- [Directions for this task] Among the lines below, tally those that hold "ReadingPreferences". Return the number and nothing more.

[Excerpts from a dataset]

◇ ◇ ◇ ◇ ◇

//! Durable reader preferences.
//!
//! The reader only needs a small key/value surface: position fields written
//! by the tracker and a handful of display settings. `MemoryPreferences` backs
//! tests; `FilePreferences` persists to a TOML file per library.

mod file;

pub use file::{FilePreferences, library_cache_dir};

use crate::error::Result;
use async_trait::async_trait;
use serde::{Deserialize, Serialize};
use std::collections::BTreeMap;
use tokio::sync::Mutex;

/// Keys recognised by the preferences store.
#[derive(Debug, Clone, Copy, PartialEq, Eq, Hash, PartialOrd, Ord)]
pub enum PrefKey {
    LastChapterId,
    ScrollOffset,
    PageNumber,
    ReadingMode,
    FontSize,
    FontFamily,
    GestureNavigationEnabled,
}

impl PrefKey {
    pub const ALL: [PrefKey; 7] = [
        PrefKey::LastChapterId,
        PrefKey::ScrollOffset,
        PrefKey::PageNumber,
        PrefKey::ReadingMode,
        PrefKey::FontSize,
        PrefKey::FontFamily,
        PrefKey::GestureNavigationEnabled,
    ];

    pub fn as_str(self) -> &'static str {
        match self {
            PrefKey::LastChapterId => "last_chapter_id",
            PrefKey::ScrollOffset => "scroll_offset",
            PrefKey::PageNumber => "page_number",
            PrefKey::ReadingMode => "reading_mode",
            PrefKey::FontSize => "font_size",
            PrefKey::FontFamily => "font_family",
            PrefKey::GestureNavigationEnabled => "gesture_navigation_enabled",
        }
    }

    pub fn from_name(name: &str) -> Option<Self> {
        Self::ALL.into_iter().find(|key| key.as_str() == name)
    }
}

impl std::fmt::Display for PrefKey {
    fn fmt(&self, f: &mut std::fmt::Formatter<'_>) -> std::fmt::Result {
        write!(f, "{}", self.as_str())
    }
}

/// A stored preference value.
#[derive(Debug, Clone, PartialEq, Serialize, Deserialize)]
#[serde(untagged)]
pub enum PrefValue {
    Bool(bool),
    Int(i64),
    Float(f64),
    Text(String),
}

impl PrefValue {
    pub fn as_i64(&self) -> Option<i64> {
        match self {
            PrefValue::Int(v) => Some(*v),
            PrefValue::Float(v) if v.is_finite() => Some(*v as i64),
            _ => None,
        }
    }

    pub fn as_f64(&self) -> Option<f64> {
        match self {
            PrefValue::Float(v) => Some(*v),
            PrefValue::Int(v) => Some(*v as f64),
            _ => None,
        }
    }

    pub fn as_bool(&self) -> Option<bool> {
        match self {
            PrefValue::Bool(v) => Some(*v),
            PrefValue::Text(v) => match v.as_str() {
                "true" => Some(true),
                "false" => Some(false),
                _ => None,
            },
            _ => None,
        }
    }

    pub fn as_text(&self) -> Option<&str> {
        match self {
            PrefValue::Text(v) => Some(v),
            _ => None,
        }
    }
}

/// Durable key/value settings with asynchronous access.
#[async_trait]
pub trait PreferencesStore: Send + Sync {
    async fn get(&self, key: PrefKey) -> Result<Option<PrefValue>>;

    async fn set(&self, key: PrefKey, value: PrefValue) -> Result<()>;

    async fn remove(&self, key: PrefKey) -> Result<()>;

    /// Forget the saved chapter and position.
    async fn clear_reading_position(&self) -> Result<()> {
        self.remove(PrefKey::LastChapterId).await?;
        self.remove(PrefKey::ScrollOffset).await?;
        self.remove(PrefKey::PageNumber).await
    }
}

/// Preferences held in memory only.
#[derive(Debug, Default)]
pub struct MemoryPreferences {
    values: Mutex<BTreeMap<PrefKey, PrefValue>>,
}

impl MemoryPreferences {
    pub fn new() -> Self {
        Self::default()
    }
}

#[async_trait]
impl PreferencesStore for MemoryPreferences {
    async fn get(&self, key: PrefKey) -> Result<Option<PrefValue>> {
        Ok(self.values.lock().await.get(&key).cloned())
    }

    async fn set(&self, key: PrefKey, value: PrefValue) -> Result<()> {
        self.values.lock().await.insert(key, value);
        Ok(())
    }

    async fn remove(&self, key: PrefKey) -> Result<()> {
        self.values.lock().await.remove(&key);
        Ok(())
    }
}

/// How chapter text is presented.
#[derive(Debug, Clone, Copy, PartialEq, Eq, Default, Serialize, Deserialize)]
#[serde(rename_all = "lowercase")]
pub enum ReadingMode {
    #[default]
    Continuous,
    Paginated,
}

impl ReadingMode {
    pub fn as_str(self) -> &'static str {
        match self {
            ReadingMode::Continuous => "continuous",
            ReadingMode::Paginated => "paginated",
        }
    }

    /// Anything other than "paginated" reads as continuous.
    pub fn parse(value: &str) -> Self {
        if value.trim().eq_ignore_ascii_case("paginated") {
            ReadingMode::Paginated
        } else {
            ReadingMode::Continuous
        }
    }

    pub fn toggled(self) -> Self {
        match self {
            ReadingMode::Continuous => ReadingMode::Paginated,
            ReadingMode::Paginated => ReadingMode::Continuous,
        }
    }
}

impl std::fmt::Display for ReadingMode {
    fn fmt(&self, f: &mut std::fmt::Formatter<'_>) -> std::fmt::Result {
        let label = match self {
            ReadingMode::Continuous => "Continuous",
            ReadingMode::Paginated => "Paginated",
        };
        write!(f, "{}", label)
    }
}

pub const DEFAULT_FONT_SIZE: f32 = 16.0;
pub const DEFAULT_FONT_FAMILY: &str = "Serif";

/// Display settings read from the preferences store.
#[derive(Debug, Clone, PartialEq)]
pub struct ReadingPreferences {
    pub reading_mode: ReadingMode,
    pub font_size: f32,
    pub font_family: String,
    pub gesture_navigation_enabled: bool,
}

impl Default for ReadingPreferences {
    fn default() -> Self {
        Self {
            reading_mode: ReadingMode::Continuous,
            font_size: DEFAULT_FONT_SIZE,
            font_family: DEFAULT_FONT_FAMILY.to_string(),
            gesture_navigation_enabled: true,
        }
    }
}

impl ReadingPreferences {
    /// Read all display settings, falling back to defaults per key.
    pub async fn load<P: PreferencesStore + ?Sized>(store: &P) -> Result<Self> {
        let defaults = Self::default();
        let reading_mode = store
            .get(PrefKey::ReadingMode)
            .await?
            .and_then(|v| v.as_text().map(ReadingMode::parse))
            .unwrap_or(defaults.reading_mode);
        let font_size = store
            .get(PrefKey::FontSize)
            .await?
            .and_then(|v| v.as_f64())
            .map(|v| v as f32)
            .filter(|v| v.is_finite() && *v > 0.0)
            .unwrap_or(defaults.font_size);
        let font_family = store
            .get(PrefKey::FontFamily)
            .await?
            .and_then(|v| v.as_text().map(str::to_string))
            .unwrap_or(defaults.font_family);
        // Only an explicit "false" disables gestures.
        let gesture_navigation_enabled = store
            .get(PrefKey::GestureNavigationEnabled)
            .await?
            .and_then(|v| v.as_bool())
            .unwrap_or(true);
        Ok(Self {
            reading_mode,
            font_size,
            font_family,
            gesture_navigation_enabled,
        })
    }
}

◇ ◇ ◇ ◇ ◇

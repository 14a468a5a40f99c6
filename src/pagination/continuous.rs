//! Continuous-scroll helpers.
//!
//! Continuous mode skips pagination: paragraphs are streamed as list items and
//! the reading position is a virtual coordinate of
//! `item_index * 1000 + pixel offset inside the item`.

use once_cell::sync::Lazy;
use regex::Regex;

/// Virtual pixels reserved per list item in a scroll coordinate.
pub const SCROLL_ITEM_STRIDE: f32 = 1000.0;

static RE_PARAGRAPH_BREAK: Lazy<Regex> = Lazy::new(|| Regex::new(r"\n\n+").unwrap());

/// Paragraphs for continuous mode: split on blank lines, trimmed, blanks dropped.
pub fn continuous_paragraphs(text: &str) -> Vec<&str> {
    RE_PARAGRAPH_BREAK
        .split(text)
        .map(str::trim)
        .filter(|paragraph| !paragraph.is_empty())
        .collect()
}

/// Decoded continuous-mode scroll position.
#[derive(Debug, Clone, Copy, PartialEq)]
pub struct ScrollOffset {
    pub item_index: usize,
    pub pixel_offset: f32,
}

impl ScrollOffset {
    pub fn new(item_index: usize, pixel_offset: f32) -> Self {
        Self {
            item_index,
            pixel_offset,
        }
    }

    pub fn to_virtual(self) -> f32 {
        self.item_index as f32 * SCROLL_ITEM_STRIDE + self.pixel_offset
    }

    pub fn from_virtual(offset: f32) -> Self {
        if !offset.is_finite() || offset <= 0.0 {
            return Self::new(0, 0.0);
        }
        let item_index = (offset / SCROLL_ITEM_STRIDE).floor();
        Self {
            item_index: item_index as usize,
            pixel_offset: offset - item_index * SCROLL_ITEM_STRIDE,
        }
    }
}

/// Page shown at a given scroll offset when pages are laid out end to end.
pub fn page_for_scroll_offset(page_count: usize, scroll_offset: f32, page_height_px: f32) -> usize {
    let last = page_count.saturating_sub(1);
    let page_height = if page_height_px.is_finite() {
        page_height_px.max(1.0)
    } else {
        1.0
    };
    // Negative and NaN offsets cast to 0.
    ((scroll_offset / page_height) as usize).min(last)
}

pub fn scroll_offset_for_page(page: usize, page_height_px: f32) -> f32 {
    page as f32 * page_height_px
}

◇ ◇ ◇ ◇ ◇

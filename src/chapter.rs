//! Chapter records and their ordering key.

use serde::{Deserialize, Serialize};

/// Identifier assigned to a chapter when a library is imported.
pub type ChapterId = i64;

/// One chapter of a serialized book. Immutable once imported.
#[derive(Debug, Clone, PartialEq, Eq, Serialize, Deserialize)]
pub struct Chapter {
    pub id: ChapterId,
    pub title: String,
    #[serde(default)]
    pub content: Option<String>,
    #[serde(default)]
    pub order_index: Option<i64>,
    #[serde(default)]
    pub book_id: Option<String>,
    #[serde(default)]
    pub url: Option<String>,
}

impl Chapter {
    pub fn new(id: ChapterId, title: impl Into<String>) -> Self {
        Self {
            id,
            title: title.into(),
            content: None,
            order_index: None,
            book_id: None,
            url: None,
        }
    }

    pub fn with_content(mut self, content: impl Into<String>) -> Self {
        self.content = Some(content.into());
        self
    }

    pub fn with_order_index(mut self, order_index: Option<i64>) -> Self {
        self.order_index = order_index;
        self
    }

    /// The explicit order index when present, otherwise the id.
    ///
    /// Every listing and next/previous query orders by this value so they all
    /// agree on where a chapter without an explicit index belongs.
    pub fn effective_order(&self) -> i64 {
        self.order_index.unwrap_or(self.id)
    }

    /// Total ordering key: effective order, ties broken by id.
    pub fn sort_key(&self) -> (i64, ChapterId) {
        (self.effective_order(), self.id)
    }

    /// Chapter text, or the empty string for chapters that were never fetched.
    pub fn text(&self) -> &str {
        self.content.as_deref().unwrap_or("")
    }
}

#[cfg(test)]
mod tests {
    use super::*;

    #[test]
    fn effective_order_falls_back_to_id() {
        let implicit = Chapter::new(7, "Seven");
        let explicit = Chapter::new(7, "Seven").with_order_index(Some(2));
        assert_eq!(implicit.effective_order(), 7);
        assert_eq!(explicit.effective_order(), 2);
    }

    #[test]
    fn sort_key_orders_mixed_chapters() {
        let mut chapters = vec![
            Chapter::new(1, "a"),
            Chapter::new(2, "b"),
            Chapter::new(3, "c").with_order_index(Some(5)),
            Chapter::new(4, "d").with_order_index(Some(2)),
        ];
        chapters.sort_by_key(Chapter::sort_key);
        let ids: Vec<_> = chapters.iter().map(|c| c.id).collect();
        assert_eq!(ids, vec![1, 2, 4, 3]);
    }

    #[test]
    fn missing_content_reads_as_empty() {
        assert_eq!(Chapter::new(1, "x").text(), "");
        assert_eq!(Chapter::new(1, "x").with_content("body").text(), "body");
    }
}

◇ ◇ ◇ ◇ ◇

- [Response box] 3